Collected data:

------------------------------------------------------------

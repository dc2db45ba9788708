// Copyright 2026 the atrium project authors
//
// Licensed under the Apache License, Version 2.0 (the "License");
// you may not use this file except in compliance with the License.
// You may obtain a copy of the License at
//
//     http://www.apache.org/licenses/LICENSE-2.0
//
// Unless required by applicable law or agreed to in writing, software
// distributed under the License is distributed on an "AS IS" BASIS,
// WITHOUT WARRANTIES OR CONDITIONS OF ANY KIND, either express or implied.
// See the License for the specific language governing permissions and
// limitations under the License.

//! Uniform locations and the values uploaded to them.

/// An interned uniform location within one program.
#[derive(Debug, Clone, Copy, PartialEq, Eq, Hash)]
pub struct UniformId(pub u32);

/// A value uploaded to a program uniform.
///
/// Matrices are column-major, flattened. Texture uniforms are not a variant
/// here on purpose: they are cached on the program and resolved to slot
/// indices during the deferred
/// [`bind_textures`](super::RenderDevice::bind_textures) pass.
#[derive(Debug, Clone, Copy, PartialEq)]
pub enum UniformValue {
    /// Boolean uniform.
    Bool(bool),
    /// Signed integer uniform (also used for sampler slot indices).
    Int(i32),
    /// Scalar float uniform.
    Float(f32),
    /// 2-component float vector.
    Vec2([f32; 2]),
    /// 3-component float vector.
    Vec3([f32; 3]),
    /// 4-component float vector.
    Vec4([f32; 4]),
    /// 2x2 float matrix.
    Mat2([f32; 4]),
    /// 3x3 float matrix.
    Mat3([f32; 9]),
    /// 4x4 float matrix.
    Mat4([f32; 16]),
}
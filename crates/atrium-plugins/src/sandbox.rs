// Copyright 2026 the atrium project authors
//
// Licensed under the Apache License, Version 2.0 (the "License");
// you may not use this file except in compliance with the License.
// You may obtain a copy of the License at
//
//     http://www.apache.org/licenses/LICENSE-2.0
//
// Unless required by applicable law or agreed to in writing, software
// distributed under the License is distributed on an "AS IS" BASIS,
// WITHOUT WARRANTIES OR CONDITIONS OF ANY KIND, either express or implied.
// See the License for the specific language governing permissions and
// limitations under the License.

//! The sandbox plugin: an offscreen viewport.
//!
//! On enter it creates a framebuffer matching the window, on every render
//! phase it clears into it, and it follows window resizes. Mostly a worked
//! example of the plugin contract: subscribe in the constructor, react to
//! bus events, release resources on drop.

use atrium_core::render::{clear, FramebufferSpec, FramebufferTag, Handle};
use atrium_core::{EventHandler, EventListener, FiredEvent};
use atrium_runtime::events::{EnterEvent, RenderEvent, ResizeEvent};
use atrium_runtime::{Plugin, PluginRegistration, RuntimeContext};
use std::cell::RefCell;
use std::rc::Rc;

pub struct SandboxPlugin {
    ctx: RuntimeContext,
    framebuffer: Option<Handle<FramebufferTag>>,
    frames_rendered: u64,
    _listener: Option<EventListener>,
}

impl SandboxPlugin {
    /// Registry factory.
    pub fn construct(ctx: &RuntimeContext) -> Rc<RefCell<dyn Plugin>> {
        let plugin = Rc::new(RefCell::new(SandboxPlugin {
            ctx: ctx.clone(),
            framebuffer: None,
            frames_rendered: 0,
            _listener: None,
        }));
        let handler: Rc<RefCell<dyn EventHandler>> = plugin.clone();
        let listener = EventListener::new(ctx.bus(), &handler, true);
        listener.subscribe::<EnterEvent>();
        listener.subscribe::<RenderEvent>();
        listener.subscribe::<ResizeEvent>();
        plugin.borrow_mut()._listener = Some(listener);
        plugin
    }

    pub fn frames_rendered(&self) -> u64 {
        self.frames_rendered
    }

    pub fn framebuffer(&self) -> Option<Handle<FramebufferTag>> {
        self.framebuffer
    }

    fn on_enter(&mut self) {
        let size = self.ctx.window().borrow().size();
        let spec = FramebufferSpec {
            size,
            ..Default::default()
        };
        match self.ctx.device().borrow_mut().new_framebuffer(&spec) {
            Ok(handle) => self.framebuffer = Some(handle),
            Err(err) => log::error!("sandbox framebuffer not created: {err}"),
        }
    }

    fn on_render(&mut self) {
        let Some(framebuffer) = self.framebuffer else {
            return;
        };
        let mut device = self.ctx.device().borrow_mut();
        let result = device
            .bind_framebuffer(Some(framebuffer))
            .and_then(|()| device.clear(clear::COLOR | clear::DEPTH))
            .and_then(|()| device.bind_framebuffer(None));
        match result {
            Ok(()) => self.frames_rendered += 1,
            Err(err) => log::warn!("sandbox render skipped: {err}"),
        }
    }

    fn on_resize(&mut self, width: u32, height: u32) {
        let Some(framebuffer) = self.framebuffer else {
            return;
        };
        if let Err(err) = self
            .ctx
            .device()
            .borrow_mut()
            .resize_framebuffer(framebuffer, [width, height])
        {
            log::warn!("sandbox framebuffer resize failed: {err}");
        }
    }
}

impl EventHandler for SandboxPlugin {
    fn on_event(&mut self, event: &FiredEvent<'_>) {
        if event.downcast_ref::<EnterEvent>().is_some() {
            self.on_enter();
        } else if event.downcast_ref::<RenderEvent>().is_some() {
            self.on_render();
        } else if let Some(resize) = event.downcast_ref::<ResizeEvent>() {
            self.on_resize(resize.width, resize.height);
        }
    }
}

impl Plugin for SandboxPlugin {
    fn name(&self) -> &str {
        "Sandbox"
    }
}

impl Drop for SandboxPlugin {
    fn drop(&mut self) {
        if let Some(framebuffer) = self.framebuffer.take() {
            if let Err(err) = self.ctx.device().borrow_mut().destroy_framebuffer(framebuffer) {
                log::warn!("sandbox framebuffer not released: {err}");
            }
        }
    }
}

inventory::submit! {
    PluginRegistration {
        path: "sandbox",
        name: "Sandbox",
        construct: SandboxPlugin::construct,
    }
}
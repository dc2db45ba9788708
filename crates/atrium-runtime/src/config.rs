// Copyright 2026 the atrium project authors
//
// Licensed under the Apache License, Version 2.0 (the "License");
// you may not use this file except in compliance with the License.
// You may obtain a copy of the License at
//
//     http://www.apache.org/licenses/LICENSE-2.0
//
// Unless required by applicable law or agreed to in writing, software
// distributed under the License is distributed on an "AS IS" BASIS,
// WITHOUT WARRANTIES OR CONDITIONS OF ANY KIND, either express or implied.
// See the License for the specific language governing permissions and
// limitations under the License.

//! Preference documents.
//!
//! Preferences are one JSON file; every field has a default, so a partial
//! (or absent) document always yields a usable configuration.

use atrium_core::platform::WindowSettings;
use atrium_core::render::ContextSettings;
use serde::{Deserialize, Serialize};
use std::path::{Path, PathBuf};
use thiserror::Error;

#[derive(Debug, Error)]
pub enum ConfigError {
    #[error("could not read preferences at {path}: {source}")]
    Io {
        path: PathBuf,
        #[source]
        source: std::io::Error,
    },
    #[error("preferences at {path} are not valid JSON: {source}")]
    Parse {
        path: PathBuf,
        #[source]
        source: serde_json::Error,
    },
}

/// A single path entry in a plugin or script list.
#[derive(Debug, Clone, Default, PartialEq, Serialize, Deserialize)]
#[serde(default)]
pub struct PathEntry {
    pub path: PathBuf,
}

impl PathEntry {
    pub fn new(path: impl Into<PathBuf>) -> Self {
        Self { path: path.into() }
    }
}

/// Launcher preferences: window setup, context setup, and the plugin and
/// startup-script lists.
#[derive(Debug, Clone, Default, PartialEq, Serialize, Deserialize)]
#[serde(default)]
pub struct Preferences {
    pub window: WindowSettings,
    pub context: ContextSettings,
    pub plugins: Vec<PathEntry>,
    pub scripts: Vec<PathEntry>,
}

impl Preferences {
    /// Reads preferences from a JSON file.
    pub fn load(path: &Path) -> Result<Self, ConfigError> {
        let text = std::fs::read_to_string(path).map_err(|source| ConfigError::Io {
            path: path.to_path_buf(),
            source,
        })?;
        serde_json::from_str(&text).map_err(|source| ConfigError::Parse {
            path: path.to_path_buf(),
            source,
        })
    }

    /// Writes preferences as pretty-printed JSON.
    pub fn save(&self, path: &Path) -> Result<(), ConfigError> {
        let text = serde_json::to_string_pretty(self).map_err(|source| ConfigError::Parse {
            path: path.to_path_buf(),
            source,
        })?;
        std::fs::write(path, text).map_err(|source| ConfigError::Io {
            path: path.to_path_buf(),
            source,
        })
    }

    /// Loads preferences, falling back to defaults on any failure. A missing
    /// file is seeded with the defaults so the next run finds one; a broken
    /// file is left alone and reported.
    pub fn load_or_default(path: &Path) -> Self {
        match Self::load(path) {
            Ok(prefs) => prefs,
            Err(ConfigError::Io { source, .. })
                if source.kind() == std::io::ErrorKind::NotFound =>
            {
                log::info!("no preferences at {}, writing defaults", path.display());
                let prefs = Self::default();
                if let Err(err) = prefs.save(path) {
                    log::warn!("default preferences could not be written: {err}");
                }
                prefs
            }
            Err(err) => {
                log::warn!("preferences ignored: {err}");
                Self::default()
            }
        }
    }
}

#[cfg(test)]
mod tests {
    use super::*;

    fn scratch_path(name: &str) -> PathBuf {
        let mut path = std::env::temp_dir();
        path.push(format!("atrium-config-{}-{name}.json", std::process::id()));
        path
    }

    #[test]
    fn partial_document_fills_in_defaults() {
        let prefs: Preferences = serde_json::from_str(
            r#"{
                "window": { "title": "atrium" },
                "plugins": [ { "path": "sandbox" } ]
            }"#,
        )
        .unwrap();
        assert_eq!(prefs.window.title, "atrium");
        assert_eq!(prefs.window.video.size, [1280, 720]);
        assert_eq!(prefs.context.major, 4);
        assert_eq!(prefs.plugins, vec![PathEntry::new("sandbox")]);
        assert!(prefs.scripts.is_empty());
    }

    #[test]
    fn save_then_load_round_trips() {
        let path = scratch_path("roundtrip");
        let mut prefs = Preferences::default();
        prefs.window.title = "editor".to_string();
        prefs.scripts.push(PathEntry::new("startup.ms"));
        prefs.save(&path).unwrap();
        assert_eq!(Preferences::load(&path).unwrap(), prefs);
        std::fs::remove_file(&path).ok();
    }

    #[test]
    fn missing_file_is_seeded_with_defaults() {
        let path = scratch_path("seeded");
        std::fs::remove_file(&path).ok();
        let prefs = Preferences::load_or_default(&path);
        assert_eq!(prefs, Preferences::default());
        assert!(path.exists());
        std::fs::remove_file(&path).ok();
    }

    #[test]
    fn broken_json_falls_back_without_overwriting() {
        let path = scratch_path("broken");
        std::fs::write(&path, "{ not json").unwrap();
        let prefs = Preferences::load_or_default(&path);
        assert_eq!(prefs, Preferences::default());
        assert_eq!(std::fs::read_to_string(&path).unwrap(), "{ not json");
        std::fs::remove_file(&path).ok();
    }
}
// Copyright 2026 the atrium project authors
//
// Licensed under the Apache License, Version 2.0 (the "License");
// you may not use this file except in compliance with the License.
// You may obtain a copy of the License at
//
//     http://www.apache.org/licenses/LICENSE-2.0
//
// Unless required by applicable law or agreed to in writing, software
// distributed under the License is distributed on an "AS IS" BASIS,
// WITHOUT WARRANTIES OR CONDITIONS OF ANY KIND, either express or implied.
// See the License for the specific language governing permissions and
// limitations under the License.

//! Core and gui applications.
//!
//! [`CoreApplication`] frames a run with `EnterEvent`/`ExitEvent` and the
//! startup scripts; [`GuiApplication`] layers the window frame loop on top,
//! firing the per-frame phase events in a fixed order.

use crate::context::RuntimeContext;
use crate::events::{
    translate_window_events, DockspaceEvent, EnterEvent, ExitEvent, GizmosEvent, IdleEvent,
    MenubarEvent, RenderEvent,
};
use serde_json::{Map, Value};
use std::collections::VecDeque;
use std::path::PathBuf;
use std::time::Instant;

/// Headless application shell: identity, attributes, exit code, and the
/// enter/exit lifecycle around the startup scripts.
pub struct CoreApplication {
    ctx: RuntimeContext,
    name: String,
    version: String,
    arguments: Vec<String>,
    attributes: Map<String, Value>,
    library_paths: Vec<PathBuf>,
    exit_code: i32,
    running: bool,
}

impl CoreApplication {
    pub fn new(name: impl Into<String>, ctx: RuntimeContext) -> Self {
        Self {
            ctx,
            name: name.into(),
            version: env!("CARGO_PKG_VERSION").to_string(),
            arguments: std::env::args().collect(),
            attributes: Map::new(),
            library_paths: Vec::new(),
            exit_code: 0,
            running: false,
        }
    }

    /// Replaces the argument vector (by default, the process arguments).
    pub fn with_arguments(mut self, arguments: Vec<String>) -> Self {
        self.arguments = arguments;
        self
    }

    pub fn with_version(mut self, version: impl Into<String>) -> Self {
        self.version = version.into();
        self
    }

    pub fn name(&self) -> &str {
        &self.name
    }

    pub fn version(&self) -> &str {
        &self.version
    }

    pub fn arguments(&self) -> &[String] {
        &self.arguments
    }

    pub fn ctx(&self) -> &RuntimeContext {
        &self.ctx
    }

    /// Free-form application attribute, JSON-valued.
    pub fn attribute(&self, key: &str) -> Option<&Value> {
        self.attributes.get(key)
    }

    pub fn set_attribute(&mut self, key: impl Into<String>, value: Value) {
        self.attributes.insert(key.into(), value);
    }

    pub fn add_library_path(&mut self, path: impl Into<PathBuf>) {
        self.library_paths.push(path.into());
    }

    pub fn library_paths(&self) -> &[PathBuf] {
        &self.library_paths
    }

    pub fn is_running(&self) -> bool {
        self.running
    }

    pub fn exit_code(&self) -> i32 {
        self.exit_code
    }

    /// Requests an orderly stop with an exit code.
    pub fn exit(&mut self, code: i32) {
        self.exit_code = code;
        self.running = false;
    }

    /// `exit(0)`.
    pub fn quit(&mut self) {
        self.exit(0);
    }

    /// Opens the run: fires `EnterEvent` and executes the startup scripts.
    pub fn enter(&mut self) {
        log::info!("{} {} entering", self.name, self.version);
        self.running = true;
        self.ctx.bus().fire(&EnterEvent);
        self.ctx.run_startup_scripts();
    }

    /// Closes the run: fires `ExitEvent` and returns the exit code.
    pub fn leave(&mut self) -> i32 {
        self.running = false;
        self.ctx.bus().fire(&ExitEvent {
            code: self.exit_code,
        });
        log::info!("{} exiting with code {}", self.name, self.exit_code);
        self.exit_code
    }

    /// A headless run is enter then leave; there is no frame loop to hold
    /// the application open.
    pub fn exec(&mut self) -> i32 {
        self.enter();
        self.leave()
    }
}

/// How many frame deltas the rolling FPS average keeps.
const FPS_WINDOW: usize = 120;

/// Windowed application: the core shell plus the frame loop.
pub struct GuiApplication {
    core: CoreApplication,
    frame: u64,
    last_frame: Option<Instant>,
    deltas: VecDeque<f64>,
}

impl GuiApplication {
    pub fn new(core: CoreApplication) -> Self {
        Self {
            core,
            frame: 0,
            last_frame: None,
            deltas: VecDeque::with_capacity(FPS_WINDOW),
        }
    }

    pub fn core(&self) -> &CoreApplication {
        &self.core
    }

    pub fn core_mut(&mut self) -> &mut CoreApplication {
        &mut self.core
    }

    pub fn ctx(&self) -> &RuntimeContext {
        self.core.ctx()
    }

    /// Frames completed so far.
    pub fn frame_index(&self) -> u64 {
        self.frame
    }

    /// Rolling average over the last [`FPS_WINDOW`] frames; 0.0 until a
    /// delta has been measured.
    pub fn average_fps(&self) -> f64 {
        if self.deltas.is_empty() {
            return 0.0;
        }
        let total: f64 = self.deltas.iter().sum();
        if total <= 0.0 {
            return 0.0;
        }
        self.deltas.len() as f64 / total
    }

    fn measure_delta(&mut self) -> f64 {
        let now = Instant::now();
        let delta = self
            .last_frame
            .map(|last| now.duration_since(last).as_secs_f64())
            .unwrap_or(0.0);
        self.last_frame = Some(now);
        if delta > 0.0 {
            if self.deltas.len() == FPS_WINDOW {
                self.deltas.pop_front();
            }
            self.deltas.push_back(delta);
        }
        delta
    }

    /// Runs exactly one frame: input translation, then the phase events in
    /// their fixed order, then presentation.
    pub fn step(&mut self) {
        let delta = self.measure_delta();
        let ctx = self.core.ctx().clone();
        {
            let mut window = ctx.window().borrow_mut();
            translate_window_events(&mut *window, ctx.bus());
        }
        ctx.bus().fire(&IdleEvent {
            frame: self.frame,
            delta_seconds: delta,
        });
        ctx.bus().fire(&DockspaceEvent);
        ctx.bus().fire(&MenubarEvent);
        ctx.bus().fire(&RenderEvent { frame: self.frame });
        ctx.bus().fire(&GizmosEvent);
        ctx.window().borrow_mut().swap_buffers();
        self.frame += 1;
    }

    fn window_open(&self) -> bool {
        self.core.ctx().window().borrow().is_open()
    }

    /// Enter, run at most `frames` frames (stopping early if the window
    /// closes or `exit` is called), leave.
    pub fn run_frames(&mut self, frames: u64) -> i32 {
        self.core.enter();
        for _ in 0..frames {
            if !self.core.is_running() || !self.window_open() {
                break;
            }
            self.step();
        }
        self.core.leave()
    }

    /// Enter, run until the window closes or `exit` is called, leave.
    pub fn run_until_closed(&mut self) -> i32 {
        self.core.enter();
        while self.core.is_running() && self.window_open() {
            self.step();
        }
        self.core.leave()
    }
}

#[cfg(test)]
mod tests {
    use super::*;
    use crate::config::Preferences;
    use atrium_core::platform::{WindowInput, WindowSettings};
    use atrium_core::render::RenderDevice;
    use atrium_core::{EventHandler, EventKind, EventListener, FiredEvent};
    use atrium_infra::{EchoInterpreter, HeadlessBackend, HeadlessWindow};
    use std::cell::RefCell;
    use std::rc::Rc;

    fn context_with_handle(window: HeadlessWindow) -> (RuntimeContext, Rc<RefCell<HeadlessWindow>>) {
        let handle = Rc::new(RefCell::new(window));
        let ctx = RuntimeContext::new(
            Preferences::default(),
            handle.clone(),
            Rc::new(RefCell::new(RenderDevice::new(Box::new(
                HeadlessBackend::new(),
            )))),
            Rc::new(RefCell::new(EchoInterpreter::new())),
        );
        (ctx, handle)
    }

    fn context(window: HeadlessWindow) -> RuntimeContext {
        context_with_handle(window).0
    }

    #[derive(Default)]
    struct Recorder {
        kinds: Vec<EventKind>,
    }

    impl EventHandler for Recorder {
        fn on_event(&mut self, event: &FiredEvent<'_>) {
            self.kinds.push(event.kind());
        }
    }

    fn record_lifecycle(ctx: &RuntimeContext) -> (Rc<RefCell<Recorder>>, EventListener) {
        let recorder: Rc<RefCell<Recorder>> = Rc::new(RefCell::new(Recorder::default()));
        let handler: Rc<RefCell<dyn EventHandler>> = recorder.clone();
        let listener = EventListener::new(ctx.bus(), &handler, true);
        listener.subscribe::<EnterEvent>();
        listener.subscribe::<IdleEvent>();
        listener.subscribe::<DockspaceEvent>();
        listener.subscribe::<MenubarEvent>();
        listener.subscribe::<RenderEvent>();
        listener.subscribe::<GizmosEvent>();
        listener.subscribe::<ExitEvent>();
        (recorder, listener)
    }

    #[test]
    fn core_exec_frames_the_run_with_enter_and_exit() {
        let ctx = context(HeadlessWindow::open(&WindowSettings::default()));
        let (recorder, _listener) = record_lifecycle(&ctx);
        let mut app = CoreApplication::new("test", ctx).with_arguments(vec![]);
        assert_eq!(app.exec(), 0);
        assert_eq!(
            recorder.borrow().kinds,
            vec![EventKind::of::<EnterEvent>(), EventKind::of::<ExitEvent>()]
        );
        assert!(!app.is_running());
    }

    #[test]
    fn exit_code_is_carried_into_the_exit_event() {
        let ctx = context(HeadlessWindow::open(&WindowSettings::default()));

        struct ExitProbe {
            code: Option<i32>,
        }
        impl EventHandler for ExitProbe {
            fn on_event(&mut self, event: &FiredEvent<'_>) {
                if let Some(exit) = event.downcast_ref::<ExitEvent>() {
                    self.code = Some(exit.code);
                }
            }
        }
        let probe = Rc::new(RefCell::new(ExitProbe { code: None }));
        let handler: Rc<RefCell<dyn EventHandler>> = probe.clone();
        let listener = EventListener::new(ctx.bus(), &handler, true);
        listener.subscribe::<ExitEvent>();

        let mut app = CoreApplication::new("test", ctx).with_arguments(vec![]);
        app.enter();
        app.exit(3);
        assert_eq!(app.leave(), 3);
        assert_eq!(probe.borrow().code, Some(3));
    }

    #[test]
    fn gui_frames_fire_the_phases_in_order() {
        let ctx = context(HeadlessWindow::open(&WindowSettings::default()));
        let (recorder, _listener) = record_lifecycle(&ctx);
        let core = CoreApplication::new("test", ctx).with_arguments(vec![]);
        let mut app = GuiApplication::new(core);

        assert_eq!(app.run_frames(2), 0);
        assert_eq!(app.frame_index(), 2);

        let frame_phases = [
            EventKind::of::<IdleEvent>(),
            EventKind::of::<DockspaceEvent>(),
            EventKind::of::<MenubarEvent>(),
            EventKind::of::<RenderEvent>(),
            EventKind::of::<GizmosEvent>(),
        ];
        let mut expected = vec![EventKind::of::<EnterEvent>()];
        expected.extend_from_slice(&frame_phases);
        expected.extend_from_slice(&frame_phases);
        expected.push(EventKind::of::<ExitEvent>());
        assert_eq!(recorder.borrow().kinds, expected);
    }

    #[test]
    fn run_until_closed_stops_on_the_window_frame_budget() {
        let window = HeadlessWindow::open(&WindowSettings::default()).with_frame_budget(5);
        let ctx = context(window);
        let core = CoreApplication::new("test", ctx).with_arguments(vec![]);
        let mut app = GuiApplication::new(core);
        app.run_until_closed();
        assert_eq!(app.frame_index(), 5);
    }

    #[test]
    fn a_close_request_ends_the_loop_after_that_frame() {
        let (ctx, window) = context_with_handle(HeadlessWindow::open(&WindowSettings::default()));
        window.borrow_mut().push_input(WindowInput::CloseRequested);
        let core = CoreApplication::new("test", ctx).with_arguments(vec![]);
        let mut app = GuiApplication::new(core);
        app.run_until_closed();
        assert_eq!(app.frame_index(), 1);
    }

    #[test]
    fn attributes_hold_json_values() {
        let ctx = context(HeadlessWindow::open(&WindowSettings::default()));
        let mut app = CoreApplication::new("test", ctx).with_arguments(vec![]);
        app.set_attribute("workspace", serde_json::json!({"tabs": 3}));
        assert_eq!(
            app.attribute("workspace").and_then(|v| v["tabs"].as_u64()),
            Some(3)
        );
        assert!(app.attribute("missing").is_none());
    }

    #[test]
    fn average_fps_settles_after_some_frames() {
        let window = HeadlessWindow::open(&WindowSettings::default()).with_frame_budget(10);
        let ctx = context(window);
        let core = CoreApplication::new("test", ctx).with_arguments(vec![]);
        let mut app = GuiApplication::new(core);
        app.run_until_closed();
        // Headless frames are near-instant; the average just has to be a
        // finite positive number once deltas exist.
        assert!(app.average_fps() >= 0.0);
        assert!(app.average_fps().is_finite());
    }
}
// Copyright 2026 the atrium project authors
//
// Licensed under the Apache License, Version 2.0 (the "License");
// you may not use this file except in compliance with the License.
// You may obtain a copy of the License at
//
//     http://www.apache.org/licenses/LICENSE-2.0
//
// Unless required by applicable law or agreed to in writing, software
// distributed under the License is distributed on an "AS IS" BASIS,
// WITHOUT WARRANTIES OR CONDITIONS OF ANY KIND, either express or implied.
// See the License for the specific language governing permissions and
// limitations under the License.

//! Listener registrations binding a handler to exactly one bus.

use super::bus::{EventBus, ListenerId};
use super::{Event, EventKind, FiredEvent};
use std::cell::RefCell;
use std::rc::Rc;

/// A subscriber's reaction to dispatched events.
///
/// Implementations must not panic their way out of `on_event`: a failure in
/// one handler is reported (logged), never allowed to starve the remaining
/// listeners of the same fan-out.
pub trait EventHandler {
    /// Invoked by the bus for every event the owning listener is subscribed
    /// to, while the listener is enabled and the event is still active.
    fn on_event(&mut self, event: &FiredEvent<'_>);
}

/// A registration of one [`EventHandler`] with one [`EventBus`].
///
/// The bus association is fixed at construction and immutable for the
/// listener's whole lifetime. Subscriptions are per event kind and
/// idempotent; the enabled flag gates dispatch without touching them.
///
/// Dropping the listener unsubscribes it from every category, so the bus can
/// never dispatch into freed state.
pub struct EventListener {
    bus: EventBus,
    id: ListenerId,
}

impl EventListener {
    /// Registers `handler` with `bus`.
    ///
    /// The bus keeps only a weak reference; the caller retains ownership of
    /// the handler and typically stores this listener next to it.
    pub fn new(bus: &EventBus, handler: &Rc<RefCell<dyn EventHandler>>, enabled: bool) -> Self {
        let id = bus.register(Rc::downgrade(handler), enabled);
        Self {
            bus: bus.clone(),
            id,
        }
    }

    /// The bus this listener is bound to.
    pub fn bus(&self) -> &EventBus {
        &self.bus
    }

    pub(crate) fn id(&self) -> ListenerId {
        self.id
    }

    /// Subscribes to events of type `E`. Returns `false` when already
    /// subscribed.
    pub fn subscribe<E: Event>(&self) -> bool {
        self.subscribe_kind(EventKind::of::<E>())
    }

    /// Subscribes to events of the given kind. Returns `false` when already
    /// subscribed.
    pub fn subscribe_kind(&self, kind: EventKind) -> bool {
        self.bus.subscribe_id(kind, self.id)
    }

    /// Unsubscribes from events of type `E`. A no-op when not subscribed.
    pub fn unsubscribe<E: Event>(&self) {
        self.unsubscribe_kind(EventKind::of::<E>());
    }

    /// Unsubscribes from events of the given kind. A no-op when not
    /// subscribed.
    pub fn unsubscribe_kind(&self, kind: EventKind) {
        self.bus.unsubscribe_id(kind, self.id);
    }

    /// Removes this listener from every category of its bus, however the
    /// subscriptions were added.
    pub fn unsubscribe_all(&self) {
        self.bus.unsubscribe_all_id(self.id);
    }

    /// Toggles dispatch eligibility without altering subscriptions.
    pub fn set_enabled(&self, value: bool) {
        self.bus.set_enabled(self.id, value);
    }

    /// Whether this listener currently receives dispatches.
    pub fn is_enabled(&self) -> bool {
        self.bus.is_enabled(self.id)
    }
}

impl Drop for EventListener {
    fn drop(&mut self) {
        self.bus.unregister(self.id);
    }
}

------------------------------------------------------------

→ **PROBLEM DESCRIPTION**
In the entries, find every line holding "tabs" and copy it.

→ **TASK RESULT**
        app.set_attribute("workspace", serde_json::json!({"tabs": 3}));
            app.attribute("workspace").and_then(|v| v["tabs"].as_u64()),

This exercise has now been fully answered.